Luckily they were never successful (as far as I remember, anyway) -- it always seemed like a legistlative solution to a parenting problem, to me. Teach your kid the difference between fiction and reality, already!

But then, I hang out in a basement pretending to be a dwarf, so who am I to talk? :)
 

Infernal Teddy said:
How can anybody let such groups get aaway with this kind of behavior?
I'd like to point out that while some school systems ban these books, other school systems have these books as required reading.
 

Olgar Shiverstone said:
The most common book parents tried to ban was -- wait for it -- Shel Silverstein's Where the Sidewalk Ends. Apparently the poem about the little girl who dies because she doesn't get a pony frightened them.
That's...just...no. :confused:
 


Jdvn1 said:
I'd like to point out that while some school systems ban these books, other school systems have these books as required reading.

Just for fun, why don't we list the states these schools are in?
 

GlassJaw said:
Just for fun, why don't we list the states these schools are in?

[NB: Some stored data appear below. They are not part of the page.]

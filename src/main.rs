use clap::Parser;
use color_eyre::{eyre::eyre, Result};
use std::path::PathBuf;
use tracing::info;
use tracing_subscriber::EnvFilter;

use habitfetch::cache::CacheSource;
use habitfetch::config::Config;
use habitfetch::habitica::types::EnrichedDaily;
use habitfetch::habitica::{CachedHabiticaClient, Credentials};

#[derive(Parser, Debug)]
#[command(name = "habitfetch")]
#[command(about = "Fetch Habitica dailies and export completion history as JSON")]
#[command(version)]
struct Args {
  /// Path to config file (default: $XDG_CONFIG_HOME/habitfetch/config.yaml)
  #[arg(short, long)]
  config: Option<PathBuf>,

  /// Output directory for dailies.json and meta.json
  #[arg(short, long)]
  output: Option<PathBuf>,

  /// Habitica user id (overrides config and HABITICA_USER_ID)
  #[arg(short, long)]
  user: Option<String>,
}

#[tokio::main]
async fn main() -> Result<()> {
  color_eyre::install()?;

  tracing_subscriber::fmt()
    .with_env_filter(EnvFilter::try_from_default_env().unwrap_or_else(|_| EnvFilter::new("info")))
    .with_writer(std::io::stderr)
    .init();

  let args = Args::parse();

  // Load configuration
  let config = Config::load(args.config.as_deref())?;

  // Resolve credentials before any network activity
  let user_id = match args.user {
    Some(user) => user,
    None => config.resolve_user_id()?,
  };
  let api_token = Config::get_api_token()?;

  let client = CachedHabiticaClient::new(
    &config,
    Credentials { user_id, api_token },
  )?;

  info!("starting data fetch");
  let result = client.get_dailies().await?;
  if result.source == CacheSource::CacheFresh {
    info!(cached_at = ?result.cached_at, "served from cache");
  }
  info!(task_count = result.data.len(), "fetch complete");

  let output_dir = args.output.unwrap_or_else(|| config.output.dir.clone());
  write_artifacts(&output_dir, &result.data)?;

  Ok(())
}

/// Write dailies.json (the normalized task histories) and meta.json (last
/// update timestamp and task count) into the output directory.
fn write_artifacts(dir: &std::path::Path, dailies: &[EnrichedDaily]) -> Result<()> {
  std::fs::create_dir_all(dir)
    .map_err(|e| eyre!("Failed to create output directory {}: {}", dir.display(), e))?;

  let data_path = dir.join("dailies.json");
  let json = serde_json::to_string_pretty(dailies)?;
  std::fs::write(&data_path, json)
    .map_err(|e| eyre!("Failed to write {}: {}", data_path.display(), e))?;
  info!(path = %data_path.display(), "data saved");

  let meta_path = dir.join("meta.json");
  let meta = serde_json::json!({
    "lastUpdated": chrono::Utc::now().to_rfc3339_opts(chrono::SecondsFormat::Millis, true),
    "taskCount": dailies.len(),
  });
  std::fs::write(&meta_path, serde_json::to_string_pretty(&meta)?)
    .map_err(|e| eyre!("Failed to write {}: {}", meta_path.display(), e))?;
  info!(path = %meta_path.display(), "metadata saved");

  Ok(())
}
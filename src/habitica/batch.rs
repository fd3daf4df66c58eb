//! Batched detail fetching with partial-failure tolerance.
//!
//! Histories are fetched one task at a time through the shared transport, in
//! fixed-size groups. A group's fetches are joined settle-all style: one
//! task's failure degrades that task to an empty history instead of aborting
//! the group. True network concurrency stays at 1 because every request
//! still serializes through the transport's pacer.

use futures::future::join_all;
use tracing::{info, warn};

use super::api_types::ApiTask;
use super::transport::Transport;
use super::types::{Daily, EnrichedDaily, HistoryPoint};

pub const DEFAULT_BATCH_SIZE: usize = 5;

/// Fetch the completion history for each task.
///
/// Groups run strictly sequentially; output order equals input order. Never
/// fails as a whole: a task whose detail fetch fails keeps its place in the
/// output with empty history data.
pub async fn fetch_histories(
  transport: &Transport,
  tasks: Vec<Daily>,
  batch_size: usize,
) -> Vec<EnrichedDaily> {
  let total = tasks.len();
  let mut enriched = Vec::with_capacity(total);

  for group in tasks.chunks(batch_size.max(1)) {
    info!(group_size = group.len(), "processing batch");

    let results = join_all(group.iter().map(|task| fetch_one(transport, task))).await;

    let fetched = results.iter().filter(|(_, ok)| *ok).count();
    info!(
      fetched,
      group_size = group.len(),
      "batch complete"
    );
    enriched.extend(results.into_iter().map(|(item, _)| item));
  }

  enriched
}

/// Fetch one task's history; failure is logged and converted into an empty
/// history so the caller always gets the task back. The boolean reports
/// whether the detail fetch actually succeeded.
async fn fetch_one(transport: &Transport, task: &Daily) -> (EnrichedDaily, bool) {
  info!(task = %task.title, id = %task.id, "fetching task history");

  match transport.get_json::<ApiTask>(&format!("/tasks/{}", task.id)).await {
    Ok(detail) => (EnrichedDaily::new(task.clone(), normalize_history(&detail)), true),
    Err(err) => {
      warn!(task = %task.title, id = %task.id, error = %err, "failed to fetch task history");
      (EnrichedDaily::new(task.clone(), Vec::new()), false)
    }
  }
}

/// Collapse raw history entries onto calendar days.
///
/// A positive value carries its magnitude through; zero or negative values
/// mean the daily was missed and normalize to 0. Entries whose date cannot
/// be interpreted are skipped.
pub fn normalize_history(detail: &ApiTask) -> Vec<HistoryPoint> {
  detail
    .history
    .iter()
    .filter_map(|entry| {
      let day = entry.date.to_day()?;
      let value = if entry.value > 0.0 { entry.value } else { 0.0 };
      Some(HistoryPoint { day, value })
    })
    .collect()
}

#[cfg(test)]
mod tests {
  use super::*;
  use crate::habitica::api_types::ApiDate;
  use chrono::NaiveDate;

  fn task_with_history(entries: Vec<(f64, i64)>) -> ApiTask {
    ApiTask {
      id: "t".into(),
      text: "Task".into(),
      notes: String::new(),
      completed: false,
      history: entries
        .into_iter()
        .map(|(value, ms)| crate::habitica::api_types::ApiHistoryEntry {
          value,
          date: ApiDate::EpochMillis(ms),
        })
        .collect(),
    }
  }

  #[test]
  fn test_normalize_positive_value_kept() {
    // 2024-01-01T00:00:00Z
    let task = task_with_history(vec![(1.5, 1_704_067_200_000)]);
    let points = normalize_history(&task);
    assert_eq!(points.len(), 1);
    assert_eq!(points[0].day, NaiveDate::from_ymd_opt(2024, 1, 1).unwrap());
    assert_eq!(points[0].value, 1.5);
  }

  #[test]
  fn test_normalize_nonpositive_becomes_zero() {
    let task = task_with_history(vec![(0.0, 1_704_067_200_000), (-2.3, 1_704_153_600_000)]);
    let points = normalize_history(&task);
    assert_eq!(points.len(), 2);
    assert_eq!(points[0].value, 0.0);
    assert_eq!(points[1].value, 0.0);
    assert_eq!(points[1].day, NaiveDate::from_ymd_opt(2024, 1, 2).unwrap());
  }

  #[test]
  fn test_normalize_preserves_entry_order() {
    let task = task_with_history(vec![
      (1.0, 1_704_153_600_000),
      (1.0, 1_704_067_200_000), // out of order on purpose
    ]);
    let points = normalize_history(&task);
    // The server does not guarantee sorted history; pass it through as-is
    assert_eq!(points[0].day, NaiveDate::from_ymd_opt(2024, 1, 2).unwrap());
    assert_eq!(points[1].day, NaiveDate::from_ymd_opt(2024, 1, 1).unwrap());
  }
}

FWIW, my examples are in North Carolina, though a decidedly more purple area of the state if (to use a Red/Blue state analogy), based on your question, you're looking for political stuff in state listings. My examples won't help you there.

In my own experience, there were two seperate attempts to ban (at a school level) 'A Wrinkle In Time' by Madeleine L'Engle. The first time, in 7th grade was because the book 'had religion in it' which 'violated church/state seperation'. The second time, a year later, someone else raised a commotion because 'a guy on the cover of the book had red eyes', which apparently meant the book had satanic themes. So both fringes of the spectrum.

The other book was 'Diary of Anne Frank' because of a few lines written during the kid's puberty when she got breasts and a few parents thought it wasn't appropriate for the class. Far as I could tell, there were no politics involved in that particular book's disapproval by some parents.
 


GlassJaw said:
Just for fun, why don't we list the states these schools are in?
It's a district-by-district thing.

Education is a power delegated to the states, but states tend to delegate the power to smaller school districts.

That's my way of saying, "No, that could easily get too political." ;)
 

"Banned" Books Sell Well!

I worked in a bookstore for several years. Whenever some group would start advocating for removing a book from the shelves, a dozen people would come in and buy it.

Trying to get a book banned is the second best way to get that book to sell--Oprah's recommendation is number one.